Source: DGNews | Posted 4 years ago
Increasing Hepatitis B Treatment With Adefovir and Entecavir Drive Resistance Patterns in the United States
: Presented at AASLD
By Maria Bishop
BOSTON, MA -- November 6, 2007 -- Increasing use of the drugs adefovir and entecavir in the treatment of patients with hepatitis B virus (HBV) has been accompanied by increasing resistance mutations in the treated population, researchers reported here at the 58th Annual Scientific Meeting of the American Association for the Study of Liver Disease (AASLD).

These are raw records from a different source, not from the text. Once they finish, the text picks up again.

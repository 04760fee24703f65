//! PostgreSQL query generator.
//!
//! Enums are named types created ahead of the table that uses them,
//! auto-increment integers become serial types, and column comments are
//! separate `COMMENT ON COLUMN` statements.

use super::QueryGenerator;
use crate::ddl::{self, ColumnContext};
use relmodel_core::{
    AttributeDescriptor, DataType, Dialect, GeneratorOptions, ModelDefinition, Result, UniqueKey,
};
use relmodel_core::types::enum_value_list;
use relmodel_query::join::table_ref;

const DIALECT: Dialect = Dialect::Postgres;

/// Query generator for PostgreSQL.
#[derive(Debug, Clone)]
pub struct PostgresQueryGenerator {
    options: GeneratorOptions,
}

impl PostgresQueryGenerator {
    pub fn new(options: GeneratorOptions) -> Self {
        Self {
            options: GeneratorOptions {
                dialect: DIALECT,
                ..options
            },
        }
    }

    /// Quoted name of the enum type backing `table.column`, schema-qualified
    /// when the table is.
    pub fn enum_type_name(&self, table: &str, column: &str) -> String {
        match table.rsplit_once('.') {
            Some((schema, bare)) => format!(
                "{}.{}",
                DIALECT.quote_identifier(schema),
                DIALECT.quote_identifier(&format!("enum_{bare}_{column}"))
            ),
            None => DIALECT.quote_identifier(&format!("enum_{table}_{column}")),
        }
    }

    /// `CREATE TYPE ... AS ENUM(...); ` for an enum column, empty otherwise.
    fn create_enum_type(&self, table: &str, attr: &AttributeDescriptor) -> Result<String> {
        let DataType::Enum(values) = &attr.data_type else {
            return Ok(String::new());
        };
        // Validates the value list.
        attr.data_type.to_sql(DIALECT)?;
        Ok(format!(
            "CREATE TYPE {} AS ENUM({}); ",
            self.enum_type_name(table, &attr.field),
            enum_value_list(values, DIALECT)
        ))
    }

    fn column_type(&self, table: &str, attr: &AttributeDescriptor) -> Result<String> {
        match &attr.data_type {
            DataType::Enum(_) => {
                attr.data_type.to_sql(DIALECT)?;
                Ok(self.enum_type_name(table, &attr.field))
            }
            _ => ddl::column_type(DIALECT, attr),
        }
    }

    fn column_definition(
        &self,
        table: &str,
        attr: &AttributeDescriptor,
        context: ColumnContext,
    ) -> Result<String> {
        let serial = if attr.auto_increment {
            let serial = attr.data_type.serial_name();
            if serial.is_none() {
                tracing::warn!(
                    column = %attr.field,
                    data_type = ?attr.data_type,
                    "auto-increment ignored on a non-integer column"
                );
            }
            serial
        } else {
            None
        };

        let mut sql = match serial {
            Some(serial) => serial.to_string(),
            None => self.column_type(table, attr)?,
        };
        if !attr.allow_null && serial.is_none() {
            sql.push_str(" NOT NULL");
        }
        if let Some(default) = ddl::default_clause(DIALECT, attr) {
            sql.push_str(&default);
        }
        if attr.unique == Some(UniqueKey::Unnamed) {
            sql.push_str(" UNIQUE");
        }
        if attr.primary_key && context == ColumnContext::AddColumn {
            sql.push_str(" PRIMARY KEY");
        }
        if let Some(references) = ddl::references_clause(DIALECT, attr) {
            sql.push(' ');
            sql.push_str(&references);
        }
        Ok(sql)
    }

    fn column_comment(&self, table: &str, attr: &AttributeDescriptor) -> Option<String> {
        attr.comment.as_ref().map(|comment| {
            format!(
                "COMMENT ON COLUMN {}.{} IS {}",
                DIALECT.quote_identifiers(table),
                DIALECT.quote_identifier(&attr.field),
                DIALECT.escape_string(comment)
            )
        })
    }
}

impl Default for PostgresQueryGenerator {
    fn default() -> Self {
        Self::new(GeneratorOptions::new(DIALECT))
    }
}

impl QueryGenerator for PostgresQueryGenerator {
    fn options(&self) -> &GeneratorOptions {
        &self.options
    }

    fn create_table(&self, model: &ModelDefinition) -> Result<String> {
        let table = table_ref(model);
        tracing::debug!(
            dialect = %DIALECT,
            table = %table,
            columns = model.attributes.len(),
            "Generating CREATE TABLE"
        );

        let attributes: Vec<&AttributeDescriptor> = model.attributes.values().collect();
        let mut enum_types = String::new();
        let mut clauses = Vec::with_capacity(attributes.len() + 1);
        let mut comments = Vec::new();
        for attr in &attributes {
            enum_types.push_str(&self.create_enum_type(&table, attr)?);
            let definition = self.column_definition(&table, attr, ColumnContext::CreateTable)?;
            clauses.push(format!("{} {definition}", DIALECT.quote_identifier(&attr.field)));
            comments.extend(self.column_comment(&table, attr));
        }

        for (name, columns) in ddl::named_unique_keys(attributes.iter().copied()) {
            clauses.push(format!(
                "CONSTRAINT {} UNIQUE ({})",
                DIALECT.quote_identifier(name),
                ddl::quote_list(DIALECT, columns)
            ));
        }
        let primary_key = ddl::primary_key_columns(attributes.iter().copied());
        if !primary_key.is_empty() {
            clauses.push(format!("PRIMARY KEY ({})", ddl::quote_list(DIALECT, primary_key)));
        }

        let mut sql = format!(
            "{enum_types}CREATE TABLE IF NOT EXISTS {} ({})",
            DIALECT.quote_identifiers(&table),
            clauses.join(", ")
        );
        for comment in comments {
            sql.push_str("; ");
            sql.push_str(&comment);
        }
        sql.push(';');
        tracing::trace!(sql = %sql, "Generated CREATE TABLE");
        Ok(sql)
    }

    fn add_column(&self, table: &str, attribute: &AttributeDescriptor) -> Result<String> {
        tracing::debug!(dialect = %DIALECT, table = %table, column = %attribute.field, "Generating ADD COLUMN");
        let mut sql = format!(
            "{}ALTER TABLE {} ADD COLUMN {} {};",
            self.create_enum_type(table, attribute)?,
            DIALECT.quote_identifiers(table),
            DIALECT.quote_identifier(&attribute.field),
            self.column_definition(table, attribute, ColumnContext::AddColumn)?
        );
        if let Some(comment) = self.column_comment(table, attribute) {
            sql.push(' ');
            sql.push_str(&comment);
            sql.push(';');
        }
        Ok(sql)
    }

    /// One `ALTER TABLE` per property: nullability, default, uniqueness,
    /// type and foreign key.
    fn change_column(&self, table: &str, attribute: &AttributeDescriptor) -> Result<String> {
        tracing::debug!(dialect = %DIALECT, table = %table, column = %attribute.field, "Generating ALTER COLUMN");
        let quoted_table = DIALECT.quote_identifiers(table);
        let column = DIALECT.quote_identifier(&attribute.field);
        let alter = |action: String| format!("ALTER TABLE {quoted_table} ALTER COLUMN {column} {action};");

        let mut statements = Vec::new();
        let enum_type = self.create_enum_type(table, attribute)?;
        if !enum_type.is_empty() {
            statements.push(enum_type.trim_end().to_string());
        }
        statements.push(alter(if attribute.allow_null {
            "DROP NOT NULL".to_string()
        } else {
            "SET NOT NULL".to_string()
        }));
        statements.push(alter(match ddl::default_clause(DIALECT, attribute) {
            Some(default) => format!("SET{default}"),
            None => "DROP DEFAULT".to_string(),
        }));
        if attribute.unique == Some(UniqueKey::Unnamed) {
            statements.push(format!("ALTER TABLE {quoted_table} ADD UNIQUE ({column});"));
        }
        let mut type_change = format!("TYPE {}", self.column_type(table, attribute)?);
        if matches!(attribute.data_type, DataType::Enum(_)) {
            type_change.push_str(&format!(
                " USING ({column}::{})",
                self.enum_type_name(table, &attribute.field)
            ));
        }
        statements.push(alter(type_change));
        if let Some(references) = ddl::references_clause(DIALECT, attribute) {
            statements.push(format!(
                "ALTER TABLE {quoted_table} ADD FOREIGN KEY ({column}) {references};"
            ));
        }
        if let Some(comment) = self.column_comment(table, attribute) {
            statements.push(format!("{comment};"));
        }
        Ok(statements.join(" "))
    }

    fn show_constraints(&self, table: &str, constraint: Option<&str>) -> Result<String> {
        let (schema, bare) = match table.rsplit_once('.') {
            Some((schema, bare)) => (Some(schema), bare),
            None => (None, table),
        };
        let mut sql = format!(
            "SELECT constraint_catalog AS \"constraintCatalog\", constraint_schema AS \"constraintSchema\", \
             constraint_name AS \"constraintName\", table_catalog AS \"tableCatalog\", \
             table_schema AS \"tableSchema\", table_name AS \"tableName\", \
             constraint_type AS \"constraintType\", is_deferrable AS \"isDeferrable\", \
             initially_deferred AS \"initiallyDeferred\" \
             from INFORMATION_SCHEMA.table_constraints WHERE table_name={}",
            DIALECT.escape_string(bare)
        );
        if let Some(constraint) = constraint {
            sql.push_str(&format!(" AND constraint_name={}", DIALECT.escape_string(constraint)));
        }
        if let Some(schema) = schema {
            sql.push_str(&format!(" AND table_schema={}", DIALECT.escape_string(schema)));
        }
        sql.push(';');
        Ok(sql)
    }
}
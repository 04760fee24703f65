//! Query generation for relmodel.
//!
//! `relmodel-query` turns structured options into SQL text. Everything here is
//! a pure function of its inputs and a [`Dialect`](relmodel_core::Dialect):
//!
//! - **Where-clause compiler**: [`Predicate`] trees, built in code or parsed
//!   from JSON, compiled by [`WhereCompiler`].
//! - **Join planner**: [`JoinPlanner`] turns includes into aliased JOINs, and
//!   per-parent limits into [`GroupedLimitPlan`]s with result stitching.
//! - **Statements**: [`select_query`], [`find_query`] and the INSERT/UPDATE/
//!   DELETE builders in [`dml`].
//! - **Accessors**: capability traits producing the statements behind
//!   association accessors such as `getTasks` or `addTag`.

pub mod accessors;
pub mod dml;
pub mod grouped;
pub mod join;
pub mod options;
pub mod select;
pub mod where_clause;

pub use accessors::{
    AccessorStatement, Accessors, Addable, Checkable, Countable, Creatable, Gettable, HasMany,
    HasOne, Removable, Settable,
};
pub use dml::{
    DeleteOptions, InsertOptions, Returning, TruncateOptions, UpdateOptions, bulk_insert_query,
    delete_query, insert_query, truncate_query, update_query,
};
pub use grouped::{GroupedLimitPlan, GroupedRows};
pub use join::{AliasedColumn, ColumnRef, Join, JoinPlan, JoinPlanner, JoinType};
pub use options::{Attribute, FindOptions, GroupItem, Include, OrderItem};
pub use select::{FindQuery, find_query, select_query, select_with_joins};
pub use where_clause::{Condition, Op, Predicate, WhereCompiler};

Ron Kagan, PhD, Associate Director, Bioinformatics, Department of Infectious Diseases, Quest Diagnostics Nichols Institute, San Juan Capistrano, California, United States, led an evaluation team in examining a clinical database of 13,394 HBV polymerase gene sequences obtained between June 2002 and September 2007 to assess changes in the prevalence of resistance-associated mutations for lamivudine, adefovir and entecavir. Antiviral drug prescriptions were obtained from Verispan (a provider of de-identified patient-centric, longitudinal data).
Evaluations showed that predicted lamivudine resistance in clinical samples declined from 18.2% in 2003 to 9.8% in 2007.

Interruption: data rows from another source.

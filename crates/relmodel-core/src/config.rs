//! Generator configuration.

use crate::dialect::Dialect;
use crate::error::Result;
use serde::{Deserialize, Serialize};

/// How per-parent limits on eager-loaded collections are executed.
#[derive(Debug, Clone, Copy, Default, PartialEq, Eq, Serialize, Deserialize)]
#[serde(rename_all = "lowercase")]
pub enum GroupedLimitStrategy {
    /// Window functions where the dialect has them, UNION ALL otherwise
    #[default]
    Auto,
    /// One derived table per parent key joined with `UNION ALL`
    Union,
    /// `ROW_NUMBER() OVER (PARTITION BY ...)`
    Window,
    /// One statement per parent key
    Separate,
}

impl GroupedLimitStrategy {
    /// Resolve against a dialect. `Auto` picks `Window` where window
    /// functions exist; `Window` falls back to `Union` where they don't.
    pub fn resolve(self, dialect: Dialect) -> Self {
        match self {
            GroupedLimitStrategy::Auto | GroupedLimitStrategy::Window
                if dialect.supports_window_functions() =>
            {
                GroupedLimitStrategy::Window
            }
            GroupedLimitStrategy::Auto => GroupedLimitStrategy::Union,
            GroupedLimitStrategy::Window => {
                tracing::debug!(dialect = %dialect, "No window functions; using UNION ALL for grouped limits");
                GroupedLimitStrategy::Union
            }
            other => other,
        }
    }
}

/// Options shared by every statement a generator produces.
#[derive(Debug, Clone, PartialEq, Eq, Serialize, Deserialize)]
#[serde(rename_all = "camelCase", default)]
pub struct GeneratorOptions {
    pub dialect: Dialect,
    /// Drop NULL values from INSERT and UPDATE column lists
    pub omit_null: bool,
    /// MySQL storage engine
    pub engine: String,
    /// MySQL default character set
    pub charset: Option<String>,
    /// MySQL collation
    pub collate: Option<String>,
    /// MySQL row format
    pub row_format: Option<String>,
    pub grouped_limit_strategy: GroupedLimitStrategy,
}

impl Default for GeneratorOptions {
    fn default() -> Self {
        Self {
            dialect: Dialect::default(),
            omit_null: false,
            engine: "InnoDB".to_string(),
            charset: None,
            collate: None,
            row_format: None,
            grouped_limit_strategy: GroupedLimitStrategy::Auto,
        }
    }
}

impl GeneratorOptions {
    /// Default options for a dialect.
    pub fn new(dialect: Dialect) -> Self {
        Self {
            dialect,
            ..Self::default()
        }
    }

    /// Load options from a JSON document. Missing fields take defaults.
    pub fn from_json(json: &str) -> Result<Self> {
        let options = serde_json::from_str(json)?;
        Ok(options)
    }

    pub fn omit_null(mut self, omit: bool) -> Self {
        self.omit_null = omit;
        self
    }

    pub fn engine(mut self, engine: impl Into<String>) -> Self {
        self.engine = engine.into();
        self
    }

    pub fn charset(mut self, charset: impl Into<String>) -> Self {
        self.charset = Some(charset.into());
        self
    }

    pub fn collate(mut self, collate: impl Into<String>) -> Self {
        self.collate = Some(collate.into());
        self
    }

    pub fn row_format(mut self, row_format: impl Into<String>) -> Self {
        self.row_format = Some(row_format.into());
        self
    }

    pub fn grouped_limit_strategy(mut self, strategy: GroupedLimitStrategy) -> Self {
        self.grouped_limit_strategy = strategy;
        self
    }

    /// The grouped-limit strategy with `Auto` resolved for this dialect.
    pub fn effective_grouped_limit_strategy(&self) -> GroupedLimitStrategy {
        self.grouped_limit_strategy.resolve(self.dialect)
    }
}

Adefovir resistance increased from <.5% in 2002 to 2003 to 3.6% in the first 9 months of 2007. This increase closely tracked the increased utilisation of adefovir from 2003 to 2007. Adefovir-associated mutations A181V/T and N236T were found in 2.8% and 1.5% of samples submitted in 2007, respectively, compared with 2002 to 2003 frequencies of only.4% (P =.001) and 0% (P =.0067), respectively.

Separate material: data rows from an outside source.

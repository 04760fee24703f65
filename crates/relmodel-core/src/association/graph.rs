//! Immutable association graph produced by [`AssociationRegistry::freeze`].
//!
//! [`AssociationRegistry::freeze`]: super::AssociationRegistry::freeze

use super::{Association, AssociationId};
use crate::error::{Error, GenerationErrorKind, Result};
use crate::model::{ModelCatalog, ModelDefinition, ModelId};
use indexmap::IndexMap;
use std::collections::HashMap;
use std::sync::Arc;

#[derive(Debug)]
struct GraphInner {
    catalog: ModelCatalog,
    associations: Vec<Option<Association>>,
    by_source: HashMap<ModelId, IndexMap<String, AssociationId>>,
}

/// Read-only view of models and their associations.
///
/// Cloning is cheap; clones share the same graph and may be sent across
/// threads.
#[derive(Debug, Clone)]
pub struct AssociationGraph {
    inner: Arc<GraphInner>,
}

impl AssociationGraph {
    pub(crate) fn new(
        catalog: ModelCatalog,
        associations: Vec<Option<Association>>,
        by_source: HashMap<ModelId, IndexMap<String, AssociationId>>,
    ) -> Self {
        Self {
            inner: Arc::new(GraphInner {
                catalog,
                associations,
                by_source,
            }),
        }
    }

    pub fn catalog(&self) -> &ModelCatalog {
        &self.inner.catalog
    }

    /// Model definition, failing with `ModelNotFound`.
    pub fn model(&self, id: ModelId) -> Result<&ModelDefinition> {
        self.inner.catalog.model(id)
    }

    pub fn association(&self, id: AssociationId) -> Option<&Association> {
        self.inner.associations.get(id.0).and_then(Option::as_ref)
    }

    /// Association declared on `source` under `alias`.
    pub fn get(&self, source: ModelId, alias: &str) -> Option<&Association> {
        self.inner
            .by_source
            .get(&source)
            .and_then(|m| m.get(alias))
            .and_then(|id| self.association(*id))
    }

    /// Like [`get`](Self::get), failing with `UnknownAssociation`.
    pub fn require(&self, source: ModelId, alias: &str) -> Result<&Association> {
        self.get(source, alias).ok_or_else(|| {
            let model = self
                .inner
                .catalog
                .get(source)
                .map_or_else(|| source.to_string(), |m| m.name.clone());
            Error::generation(
                GenerationErrorKind::UnknownAssociation,
                format!("Association with alias \"{alias}\" does not exist on {model}"),
            )
        })
    }

    /// Associations declared on `source`, in declaration order.
    pub fn associations_of(&self, source: ModelId) -> impl Iterator<Item = &Association> {
        self.inner
            .by_source
            .get(&source)
            .into_iter()
            .flat_map(|m| m.values())
            .filter_map(|id| self.association(*id))
    }

    /// Every association in definition order.
    pub fn iter(&self) -> impl Iterator<Item = &Association> {
        self.inner.associations.iter().flatten()
    }

    pub fn len(&self) -> usize {
        self.iter().count()
    }

    pub fn is_empty(&self) -> bool {
        self.len() == 0
    }
}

Following approval of entecavir in 2005, predicted resistance was 0%,.5%, and.7% respectively for 2005-2007. The increase in samples with predicted resistance (3 before 2005 vs 56 in 2006 to 2007) was significant (P <.0001) following the increasing use of entecavir. The frequency of two entecavir resistance mutations -- S202G/I and T184A/G/I/L/S -- increased significantly in 2006 to 2007 as compared with 2004 to 2005 (0 vs 45 and 2 vs 44, respectively).
The distribution of resistance mutations differed by genotype. Lamivudine resistance mutations were more common in genotype A, while adefovir mutations appeared more frequently in genotype C. Ethnic and geographic differences in HBV genotype distribution may potentially contribute to treatment differences, noted Dr. Kagan, which may account for resistance-mutation differences between genotypes.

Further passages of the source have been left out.